Gallium phosphide as a piezoelectric platform for quantum optomechanics
Robert Stockill, Moritz Forsch, Gr\'egoire Beaudoin, Konstantinos, Pantzas, Isabelle Sagnes, R\'emy Braive, Simon Gr\"oblacher

TL;DR
This paper demonstrates a gallium phosphide-based piezoelectric optomechanical device with a high-Q optical resonator and a 2.9 GHz mechanical mode, enabling quantum behavior and potential quantum transduction applications.
Contribution
It introduces a novel gallium phosphide device that overcomes optical absorption challenges, enabling quantum optomechanics in integrated piezoelectric systems.
Findings
Achieved quantum behavior in gallium phosphide device.
Demonstrated coupling of mechanical and optical modes at telecom wavelengths.
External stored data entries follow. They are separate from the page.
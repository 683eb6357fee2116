use serde::{Deserialize, Deserializer};
use uuid::Uuid;

use super::options::VerificationOptions;
use super::position::{Position, UserId};
use crate::error::VerifyError;

/// A location ping as published to the ingest topic by the mobile backend.
#[derive(Debug, Deserialize)]
#[serde(rename_all = "camelCase")]
pub struct PingMessage {
    pub uuid: String,
    pub user_id: UserId,
    pub position: PingPosition,
    #[serde(default)]
    pub options: VerificationOptions,
}

/// Raw coordinates; some clients send them as strings.
#[derive(Debug, Deserialize)]
pub struct PingPosition {
    #[serde(default, deserialize_with = "parse_f64_option")]
    pub lat: Option<f64>,
    #[serde(default, deserialize_with = "parse_f64_option")]
    pub lng: Option<f64>,
    #[serde(default, deserialize_with = "parse_f64_option")]
    pub accuracy: Option<f64>,
}

impl PingMessage {
    pub fn correlation_id(&self) -> Uuid {
        Uuid::parse_str(&self.uuid).unwrap_or_default()
    }

    /// Validate the reported coordinates. Missing values are rejected rather
    /// than defaulted to the null island.
    pub fn position(&self) -> Result<Position, VerifyError> {
        match (self.position.lat, self.position.lng) {
            (Some(lat), Some(lng)) => {
                Ok(Position::new(lat, lng)?.with_accuracy(self.position.accuracy))
            }
            (lat, lng) => Err(VerifyError::InvalidCoordinate {
                lat: lat.unwrap_or(f64::NAN),
                lng: lng.unwrap_or(f64::NAN),
            }),
        }
    }
}

fn parse_f64_option<'de, D>(deserializer: D) -> Result<Option<f64>, D::Error>
where
    D: Deserializer<'de>,
{
    #[derive(Deserialize)]
    #[serde(untagged)]
    enum StringOrFloat {
        String(String),
        Float(f64),
    }

    let v: Option<StringOrFloat> = Option::deserialize(deserializer)?;
    match v {
        Some(StringOrFloat::Float(f)) => Ok(Some(f)),
        Some(StringOrFloat::String(s)) => {
            if s.trim().is_empty() {
                Ok(None)
            } else {
                s.trim().parse::<f64>().map(Some).map_err(serde::de::Error::custom)
            }
        }
        None => Ok(None),
    }
}

#[cfg(test)]
mod tests {
    use super::*;

    #[test]
    fn test_parsing_string_coordinates() {
        let payload = r#"
        {
            "uuid": "d52b1454-d43d-50fa-99ca-79515c904162",
            "userId": 42,
            "position": {
                "lat": "+20.652494",
                "lng": "-100.391404",
                "accuracy": ""
            },
            "options": {
                "requireMovement": true,
                "minSpeedKmh": 1,
                "maxSpeedKmh": 20
            }
        }
        "#;

        let msg: PingMessage = serde_json::from_str(payload).unwrap();
        assert_eq!(msg.user_id, UserId(42));
        let position = msg.position().unwrap();
        assert_eq!(position.lat(), 20.652494);
        assert_eq!(position.lng(), -100.391404);
        assert_eq!(position.accuracy(), None);
        assert!(msg.options.require_movement);
        assert_eq!(msg.options.max_speed_kmh, Some(20.0));
        assert_eq!(
            msg.correlation_id().to_string(),
            "d52b1454-d43d-50fa-99ca-79515c904162"
        );
    }

    #[test]
    fn test_options_default_when_absent() {
        let payload = r#"{"uuid": "x", "userId": 7, "position": {"lat": 1.5, "lng": 2.5}}"#;
        let msg: PingMessage = serde_json::from_str(payload).unwrap();
        assert_eq!(msg.options, VerificationOptions::default());
        assert!(msg.correlation_id().is_nil());
    }

    #[test]
    fn test_missing_coordinate_rejected() {
        let payload = r#"{"uuid": "x", "userId": 7, "position": {"lat": 1.5}}"#;
        let msg: PingMessage = serde_json::from_str(payload).unwrap();
        assert!(msg.position().is_err());
    }
}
Enabled potential for microwave-to-optical quantum transduction.
Abstract
Recent years have seen extraordinary progress in creating quantum states of mechanical oscillators, leading to great interest in potential applications for such systems in both fundamental as well as applied quantum science. One example is the use of these devices as transducers between otherwise disparate quantum systems. In this regard, a promising approach is to build integrated piezoelectric optomechanical devices, that are then coupled to microwave circuits. Optical absorption, low quality factors and other challenges have up to now prevented operation in the quantum regime, however. Here, we design and characterize such a piezoelectric optomechanical device fabricated from gallium phosphide in which a 2.9~GHz mechanical mode is coupled to a high quality factor optical resonator in the telecom band. The large electronic bandgap and the resulting low optical absorption of this new…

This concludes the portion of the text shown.